Entspannung hilft. Sicher; die Kinder des Partners krempeln das geliebte, zweisame Leben um. Doch die Kinder gehören zum Partner – lebenslang. Das gilt zu akzeptieren. Gleichzeitig bieten sie eine Möglichkeit, neue, bereichernde Beziehungen aufzubauen. «Aus Stiefeltern werden Bonus-Eltern», so der Titel eines Buches des Jesper Juul, einem der bekanntesten Familientherapeuten Europas. Seine Botschaft gilt auch umgekehrt: Stiefkinder sind Bonuskinder, an denen Stiefmütter viel Freude haben können – vorausgesetzt, sie begegnen dem Nachwuchs offen, verständnisvoll und geduldig.

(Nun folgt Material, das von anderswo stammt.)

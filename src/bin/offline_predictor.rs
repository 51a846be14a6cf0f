//! Batch forecasts over a recorded GPS file.
//!
//! ```bash
//! offline_predictor --model path_model.json --scaler scaler.json \
//!     --data bus_gps_data.json --steps 5 [BUS_ID]
//! ```

use std::{fs, sync::Arc};

use anyhow::{Context, Result};
use chrono::Utc;
use clap::Parser;
use tracing_subscriber::EnvFilter;

use bus_eta::{
    eta::{DEFAULT_BASELINE_SECS, FALLBACK_SPEED_MPS},
    types::{BusTrack, DEFAULT_PREDICT_STEPS, MAX_PREDICT_STEPS, SEQUENCE_LENGTH},
    AffineScaler, EtaParams, FeatureCodec, ForecastError, Forecaster, PredictionOut,
    TrackForecast,
};

#[derive(Parser, Debug)]
#[command(name = "offline_predictor")]
#[command(about = "Forecast next bus positions and ETAs from a recorded GPS file")]
struct Args {
    /// Step model (.json linear weights, or .pt TorchScript with the torch feature)
    #[arg(long)]
    model: String,

    /// Fitted scaler JSON
    #[arg(long)]
    scaler: String,

    /// JSON array of {bus_id, data: [...]}
    #[arg(long, default_value = "bus_gps_data.json")]
    data: String,

    #[arg(long, default_value_t = DEFAULT_PREDICT_STEPS, value_parser = parse_steps)]
    steps: usize,

    /// Speed assumed when recent fixes give none (m/s)
    #[arg(long, default_value_t = FALLBACK_SPEED_MPS, value_parser = parse_positive)]
    fallback_speed: f64,

    /// Sampling interval assumed when history has a single fix (s)
    #[arg(long, default_value_t = DEFAULT_BASELINE_SECS, value_parser = parse_positive)]
    default_baseline: f64,

    /// Print PredictionOut JSON instead of a table
    #[arg(long)]
    json: bool,

    /// Only forecast this bus
    bus_id: Option<String>,
}

fn parse_steps(s: &str) -> Result<usize, String> {
    let steps: usize = s.parse().map_err(|e| format!("{}", e))?;
    if (1..=MAX_PREDICT_STEPS).contains(&steps) {
        Ok(steps)
    } else {
        Err(format!("must be between 1 and {}", MAX_PREDICT_STEPS))
    }
}

fn parse_positive(s: &str) -> Result<f64, String> {
    let v: f64 = s.parse().map_err(|e| format!("{}", e))?;
    if v.is_finite() && v > 0.0 {
        Ok(v)
    } else {
        Err("must be a positive number".to_string())
    }
}

fn main() -> Result<()> {
    tracing_subscriber::fmt()
        .with_env_filter(EnvFilter::try_from_default_env().unwrap_or_else(|_| "bus_eta=info".into()))
        .with_writer(std::io::stderr)
        .init();

    let args = Args::parse();

    let model = bus_eta::load_model(&args.model)?;
    let scaler = AffineScaler::load(&args.scaler)?;
    tracing::info!("loaded model {} and scaler {}", args.model, args.scaler);

    let forecaster = Forecaster::new(
        model,
        Arc::new(FeatureCodec::new(Arc::new(scaler))),
        EtaParams::new(args.fallback_speed, args.default_baseline)?,
    );

    let txt = fs::read_to_string(&args.data)
        .with_context(|| format!("failed to read gps data at {}", args.data))?;
    let tracks: Vec<BusTrack> =
        serde_json::from_str(&txt).with_context(|| format!("failed to parse {}", args.data))?;

    let results = forecaster.forecast_tracks(&tracks, args.bus_id.as_deref(), args.steps);
    if results.is_empty() {
        tracing::warn!("no matching buses in {}", args.data);
    }

    let mut outputs = Vec::new();
    for TrackForecast { track, result } in results {
        let predictions = match result {
            Ok(p) => p,
            Err(ForecastError::InsufficientHistory { available, .. }) => {
                if !args.json {
                    println!("\n--- Bus: {} entries: {}", track.bus_id, available);
                    println!("Not enough data (need at least {} points). Skipping.", SEQUENCE_LENGTH);
                }
                continue;
            }
            Err(e) => {
                tracing::warn!("skipping bus {}: {}", track.bus_id, e);
                continue;
            }
        };

        if args.json {
            outputs.push(PredictionOut {
                bus_id: track.bus_id.clone(),
                generated_at_ms: Utc::now().timestamp_millis(),
                predictions,
            });
            continue;
        }

        println!("\n--- Bus: {} entries: {}", track.bus_id, track.data.len());
        println!("ETA / delay estimates (per step):");
        for p in &predictions {
            println!(
                "  step {}  lat {:.6}  lon {:.6}  eta_s {}  delay_s {}",
                p.step, p.latitude, p.longitude, p.eta_seconds_from_last, p.delay_seconds_vs_baseline
            );
        }
    }

    if args.json {
        println!("{}", serde_json::to_string_pretty(&outputs)?);
    } else {
        println!("\nDone.");
    }
    Ok(())
}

Ein guter Kontakt zwischen Stiefmüttern und Kindern

«Nein, eine Faustregel gibt es nicht, wann und in welcher Form Väter ihren Kindern am besten die neue Partnerin vorstellen», erklärt Jesper Juul in seinem Buch. Viel wichtiger als der Zeitpunkt ist das Feingefühl. Schön, wenn Väter wie Partnerinnen viel dafür tun, den Kindern zu zeigen: «Niemand macht euren Platz an der Seite eures Vaters streitig.»

Vornehme Zurückhaltung bringt Stiefmütter am meisten voran. Kinder wollen ihren Papa immer wieder mal stundenweise ganz für sich alleine haben. Nur mit Papa Fussball spielen, auf dem Spielplatz rumtollen, schwimmen gehen – das ist für Kinder umso wichtiger, je seltener sie ihren Vater um sich haben. Die Zeit, die alle zusammen verbringen, dürfen Stiefmütter geniessen: Sie müssen die Kinder im Gegensatz zu leiblichen Müttern nicht erziehen, aber sie können sich mit ihnen anfreunden.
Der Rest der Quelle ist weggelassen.